藍井エイル「心臓」特集|ヨルシカ・n-bunaとの出会いで生まれた、新しい“「SAO」×藍井エイル”の形 (3/3)

イントロから「サウジだ! カッコいい!」と思った

──カップリング2曲目の「Dance with me」はエキゾチックなダンスナンバーですが、僕はこの曲に一番驚かされました。

これは、「今この場で歌ってください」と言われても歌えない(笑)。準備が必要です。

──楽曲はLEONAIRのメンバーが手がけていて、作詞がH14さん、作曲がDJ Mass MAD Izm*さんで、編曲はLEONAIR名義となっていますね。

DJ Massさんは「シューゲイザー」(2015年10月発売の11thシングル表題曲)のアレンジでお世話になったのでおひさしぶりだったんですけど、それ以外の方ははじめましてでした。カップリング曲をどうするか藍井チームで相談していたとき、さっき話したサウジアラビアのライブでダンス曲がすごく盛り上がったという話題になって。もともと藍井エイルにはダンス曲が少なかったので、今回またチャレンジしても面白いんじゃないかと作っていただいたら、とんでもなく難しい曲ができてしまったという。

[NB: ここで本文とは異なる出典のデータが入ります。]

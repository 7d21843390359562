use crate::schema::tests::test_schema::test_schema;
use crate::Client;
use rayon::prelude::*;
use serde_json::json;

const OWNER_FRAGMENT: &str = "fragment on User { login firstName }";
const REPO_QUERY: &str = "
    query($name: String!) {
      repository(name: $name) {
        name
        owner {
          ...App::Owner
        }
      }
    }
";

#[test]
fn concurrent_registration_of_identical_sources_is_idempotent() {
    let client = Client::default();
    let results: Vec<_> = (0..64)
        .into_par_iter()
        .map(|_| client.parse("App::Owner", OWNER_FRAGMENT))
        .collect();

    assert!(results.iter().all(Result::is_ok));
    assert_eq!(client.registry().len(), 1);
}

#[test]
fn concurrent_registration_of_distinct_sources() {
    let client = Client::default();
    (0..32).into_par_iter().for_each(|idx| {
        client.parse(&format!("App::Fragment{idx}"), "fragment on User { id }")
            .expect("distinct scopes never conflict");
    });
    assert_eq!(client.registry().len(), 32);
}

#[test]
fn documents_validation_and_projection_from_many_threads() {
    let client = Client::builder().schema(test_schema()).build();
    client.parse("App::Owner", OWNER_FRAGMENT).expect("fragment registers");
    let query = client.parse("App::RepoQuery", REPO_QUERY)
        .expect("query registers")
        .sole_definition()
        .cloned()
        .expect("one definition");
    client.freeze();

    let expected_doc = client.document_for(&[query.clone()])
        .expect("fragments resolve")
        .to_query_string();

    (0..128).into_par_iter().for_each(|idx| {
        let doc = client.document_for(&[query.clone()]).expect("fragments resolve");
        assert_eq!(doc.to_query_string(), expected_doc);
        client.validate().expect("document is valid");

        let login = format!("user{idx}");
        let repo_query = client.project(&query, &json!({
            "repository": {
                "__typename": "Repository",
                "name": "rails",
                "owner": {"__typename": "Member", "login": login, "firstName": null},
            },
        })).expect("payload projects");
        let repo = repo_query.get("repository").expect("selected")
            .as_object().expect("an object");
        let owner = repo.get("owner").expect("selected")
            .as_object().expect("an object");
        assert_eq!(owner.get("login").expect("selected").as_str(), Some(login.as_str()));
        assert!(owner.get("first_name").expect("selected").is_null());
    });
}
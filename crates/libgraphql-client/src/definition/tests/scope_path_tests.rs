use crate::definition::ScopePath;
use crate::definition::ScopePathError;
use crate::definition::ScopeReference;
use proptest::prelude::*;

type Result<T> = std::result::Result<T, ScopePathError>;

#[test]
fn global_name_joins_segments_and_local_name() -> Result<()> {
    let path: ScopePath = "TestClient::Temp::UserDocument".parse()?;
    assert_eq!(path.segments(), ["TestClient", "Temp", "UserDocument"]);
    assert_eq!(
        path.global_name("__", Some("getUser")),
        "TestClient__Temp__UserDocument__getUser",
    );
    assert_eq!(path.global_name("__", None), "TestClient__Temp__UserDocument");
    assert_eq!(path.global_name("_", None), "TestClient_Temp_UserDocument");
    Ok(())
}

#[test]
fn single_segment_path() -> Result<()> {
    let path: ScopePath = "Query".parse()?;
    assert_eq!(path.global_name("__", None), "Query");
    assert_eq!(path.to_string(), "Query");
    Ok(())
}

#[test]
fn join_appends_a_segment() -> Result<()> {
    let path: ScopePath = "App::Fragments".parse()?;
    let joined = path.join("User")?;
    assert_eq!(joined.to_string(), "App::Fragments::User");
    assert!(matches!(
        path.join("not-a-name"),
        Err(ScopePathError::InvalidSegment { .. }),
    ));
    Ok(())
}

#[test]
fn empty_path_is_rejected() {
    assert_eq!(
        ScopePath::new(Vec::<String>::new()),
        Err(ScopePathError::EmptyScopePath),
    );
}

#[test]
fn invalid_segments_are_rejected() {
    assert_eq!(
        "App::1Fragments".parse::<ScopePath>(),
        Err(ScopePathError::InvalidSegment {
            path: "App::1Fragments".to_string(),
            segment: "1Fragments".to_string(),
        }),
    );
    assert!("App::::User".parse::<ScopePath>().is_err());
    assert!("".parse::<ScopePath>().is_err());
}

#[test]
fn scope_reference_with_local_name() -> Result<()> {
    let reference: ScopeReference = "TestClient::Temp::ProfileFragments.friendFields".parse()?;
    assert_eq!(reference.local_name(), Some("friendFields"));
    assert_eq!(reference.path().to_string(), "TestClient::Temp::ProfileFragments");
    assert_eq!(
        reference.global_name("__"),
        "TestClient__Temp__ProfileFragments__friendFields",
    );
    assert_eq!(reference.to_string(), "TestClient::Temp::ProfileFragments.friendFields");
    Ok(())
}

#[test]
fn scope_reference_without_local_name() -> Result<()> {
    let reference: ScopeReference = "TestClient::Temp::FriendFragment".parse()?;
    assert_eq!(reference.local_name(), None);
    assert_eq!(reference.global_name("__"), "TestClient__Temp__FriendFragment");
    Ok(())
}

#[test]
fn scope_reference_with_invalid_local_name() {
    assert!(matches!(
        "App::Fragments.".parse::<ScopeReference>(),
        Err(ScopePathError::InvalidSegment { .. }),
    ));
}

fn segment_strategy() -> impl Strategy<Value = String> {
    "[A-Za-z_][A-Za-z0-9]{0,8}"
}

proptest! {
    #[test]
    fn global_names_are_deterministic_and_scoped(
        segments in prop::collection::vec(segment_strategy(), 1..5),
        local_name in prop::option::of(segment_strategy()),
    ) {
        let path = ScopePath::new(segments.clone()).unwrap();
        let name = path.global_name("__", local_name.as_deref());
        prop_assert_eq!(&name, &path.global_name("__", local_name.as_deref()));
        prop_assert!(name.starts_with(&segments.join("__")));
        if let Some(local_name) = &local_name {
            let suffix = format!("__{local_name}");
            prop_assert!(name.ends_with(&suffix));
        }
    }

    #[test]
    fn displayed_paths_parse_back(
        segments in prop::collection::vec(segment_strategy(), 1..5),
    ) {
        let path = ScopePath::new(segments).unwrap();
        let reparsed: ScopePath = path.to_string().parse().unwrap();
        prop_assert_eq!(path, reparsed);
    }
}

──近年の藍井さんは「アンリアル トリップ」(2020年8月発売の18thシングル「I will…」カップリング曲)でもトロピカルハウスをやっていてとても新鮮だったのですが、さらに上書きされた感があります。

ありがとうございます。サウジアラビアでいろいろと影響を受けたので、ちょっと中東風なダンス曲に……。

──ああ、この曲に漂うエキゾチシズムは中東由来だったんですね。

私は勝手にそう捉えています。サウジアラビアで通訳さんとお友達になって、サウジの音楽をいろいろ聴かせてもらったんですよ。で、初めて「Dance with me」を聴いたとき、イントロから「サウジだ! カッコいい!」と思って。だからすぐ気に入ったんですけど、歌うのはめちゃめちゃ大変でした。まず、特に英語の歌詞は「この音数に対して、どうやったらこの文字数が収まるの?」という状態で。しかもハモも大量にあったので「やばいやばいやばい!」と慌てましたね。

藍井エイル

──いい具合に脱力した浮遊感のあるボーカルで、「これも藍井さんが歌ってるの?」と思いました。

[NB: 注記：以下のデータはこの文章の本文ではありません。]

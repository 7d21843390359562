use crate::definition::Definition;
use crate::loc;
use indexmap::IndexMap;
use indexmap::IndexSet;
use std::collections::HashSet;
use std::sync::Arc;
use thiserror::Error;

type Result<T> = std::result::Result<T, ResolveError>;

/// Definitions keyed by global name, in registration order.
pub type DefinitionMap = IndexMap<String, Arc<Definition>>;

/// Computes the fragment closure of a set of root definitions.
///
/// The output lists the roots first (in the order given, deduplicated),
/// followed by every non-root fragment they transitively spread. Those
/// fragments are emitted in post-order: a fragment is appended only after
/// every fragment it spreads has been appended, so a fragment never appears
/// before its own dependencies.
#[derive(Clone, Debug)]
pub struct FragmentResolver<'a> {
    definitions: &'a DefinitionMap,
}

#[derive(Default)]
struct Traversal {
    completed: HashSet<String>,
    in_progress: Vec<String>,
    output: IndexMap<String, Arc<Definition>>,
    reached: IndexSet<String>,
}

impl<'a> FragmentResolver<'a> {
    pub fn new(definitions: &'a DefinitionMap) -> Self {
        Self { definitions }
    }

    /// The roots plus their transitive fragment closure, each exactly once.
    pub fn resolve(&self, roots: &[Arc<Definition>]) -> Result<Vec<Arc<Definition>>> {
        let traversal = self.traverse(roots)?;
        Ok(traversal.output.into_values().collect())
    }

    /// Global names of every fragment spread (directly or transitively) by
    /// the roots, in first-spread order. A root only appears here if some
    /// root spreads it.
    pub fn reachable_fragments(&self, roots: &[Arc<Definition>]) -> Result<IndexSet<String>> {
        let traversal = self.traverse(roots)?;
        Ok(traversal.reached)
    }

    fn traverse(&self, roots: &[Arc<Definition>]) -> Result<Traversal> {
        let mut traversal = Traversal::default();
        for root in roots {
            traversal.output
                .entry(root.global_name().to_string())
                .or_insert_with(|| root.clone());
        }
        for root in roots {
            self.visit(root, &mut traversal)?;
        }
        log::trace!(
            "Resolved {} root(s) to {} definition(s).",
            roots.len(),
            traversal.output.len(),
        );
        Ok(traversal)
    }

    fn visit(&self, def: &Arc<Definition>, traversal: &mut Traversal) -> Result<()> {
        if traversal.completed.contains(def.global_name()) {
            return Ok(());
        }

        traversal.in_progress.push(def.global_name().to_string());
        for (fragment_name, spread) in def.spreads() {
            if let Some(cycle_start) =
                traversal.in_progress.iter().position(|name| name == fragment_name) {
                let mut cycle = traversal.in_progress[cycle_start..].to_vec();
                cycle.push(fragment_name.to_string());
                return Err(ResolveError::CyclicFragment { cycle });
            }

            traversal.reached.insert(fragment_name.to_string());
            if traversal.completed.contains(fragment_name) {
                continue;
            }

            let target = self.definitions.get(fragment_name).ok_or_else(||
                ResolveError::UnresolvedFragment {
                    fragment_name: fragment_name.to_string(),
                    location: spread.location().to_owned(),
                    reference: spread.written().to_string(),
                    referenced_by: def.global_name().to_string(),
                }
            )?;
            if !target.is_fragment() {
                return Err(ResolveError::NotAFragment {
                    location: spread.location().to_owned(),
                    name: fragment_name.to_string(),
                    referenced_by: def.global_name().to_string(),
                });
            }

            self.visit(target, traversal)?;
            traversal.output
                .entry(fragment_name.to_string())
                .or_insert_with(|| target.clone());
        }
        traversal.in_progress.pop();
        traversal.completed.insert(def.global_name().to_string());

        Ok(())
    }
}

#[derive(Clone, Debug, Error, PartialEq)]
pub enum ResolveError {
    #[error("Fragment cycle detected: {}", .cycle.join(" → "))]
    CyclicFragment {
        cycle: Vec<String>,
    },

    #[error(
        "`{referenced_by}` spreads `{name}` at {location}, but `{name}` is an \
        operation rather than a fragment"
    )]
    NotAFragment {
        location: loc::SourceLocation,
        name: String,
        referenced_by: String,
    },

    #[error(
        "`{referenced_by}` spreads `{reference}` at {location}, but no fragment \
        named `{fragment_name}` has been registered"
    )]
    UnresolvedFragment {
        fragment_name: String,
        location: loc::SourceLocation,
        reference: String,
        referenced_by: String,
    },
}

今までと全然違う歌い方に聞こえるかもしれないんですけど、別に意識して変えているわけではないんですよ。例えば声色を変えるとかそういうことは一切していなくて、ニュアンスの付け方をちょっと変えているだけで。特にサビの「Dance with me」とかはそのまま歌うんじゃなくて、「ダァンウィッミッ」となまるように歌うと印象的に聞こえるとMassさんからディレクションを受けまして。実際やってみて「それだけでこんなに変わるんだ!」という発見がありましたね。

──クールでありつつ、ちょっとだけセクシーでもありますね。

おお、うれしい! 歌詞を読んで、私はクラブで踊っている女の子目線のラブソングだと勝手に解釈したんですけど、その女の子は元気いっぱいというよりは、ちょっとツンとしているイメージだったんです。だからほんのちょっぴり、スパイス程度に妖艶な感じをまとわせたかったんですよ。

10年をみんなと一緒に振り返るようなライブができたらいいな

──「HELLO HELLO HELLO」と「心臓」という2枚のシングル、計6曲を並べてみると、振れ幅がとんでもないですね。

しかも、「HELLO HELLO HELLO」から「心臓」までの期間が3週間しかないので、皆さんにおかれましては“藍井エイル崩壊”を起こさないように(笑)。最初のほうでもお話した通り、すでに「HELLO HELLO HELLO」の時点で「誰が歌ってるのかわからん」みたいな感想もいただいているんですけど、ここからまた戻ってきたり、さらに別のところに行ったりするので、ついてきてほしいです。

──藍井さんは去年の10月にデビュー10周年を迎えましたが、10年経ってなおそういった驚きをリスナーに提供できるというのは、簡単なことではないと思います。

なんか、自分の中にある素材というか材料みたいなものを、どんどん進化なり変化なりさせながら活動していけたらいいなと思って歌と向き合っているので、その言葉をいただけただけでめちゃくちゃうれしいです。

──デビュー当時、その進化や変化を想像できていました?

いや、まったくできていないですね。今回の2枚のシングルで言ったら「EVIL」以外の歌い方はできていないというか、歌うこと自体がそもそも不可能でしたね。それか、歌ったとしても完全に別物になってしまうと思うので、ボイトレのすさまじさを感じます。ボイトレによって私の歌はものすごく変わったので、受けていてよかったです。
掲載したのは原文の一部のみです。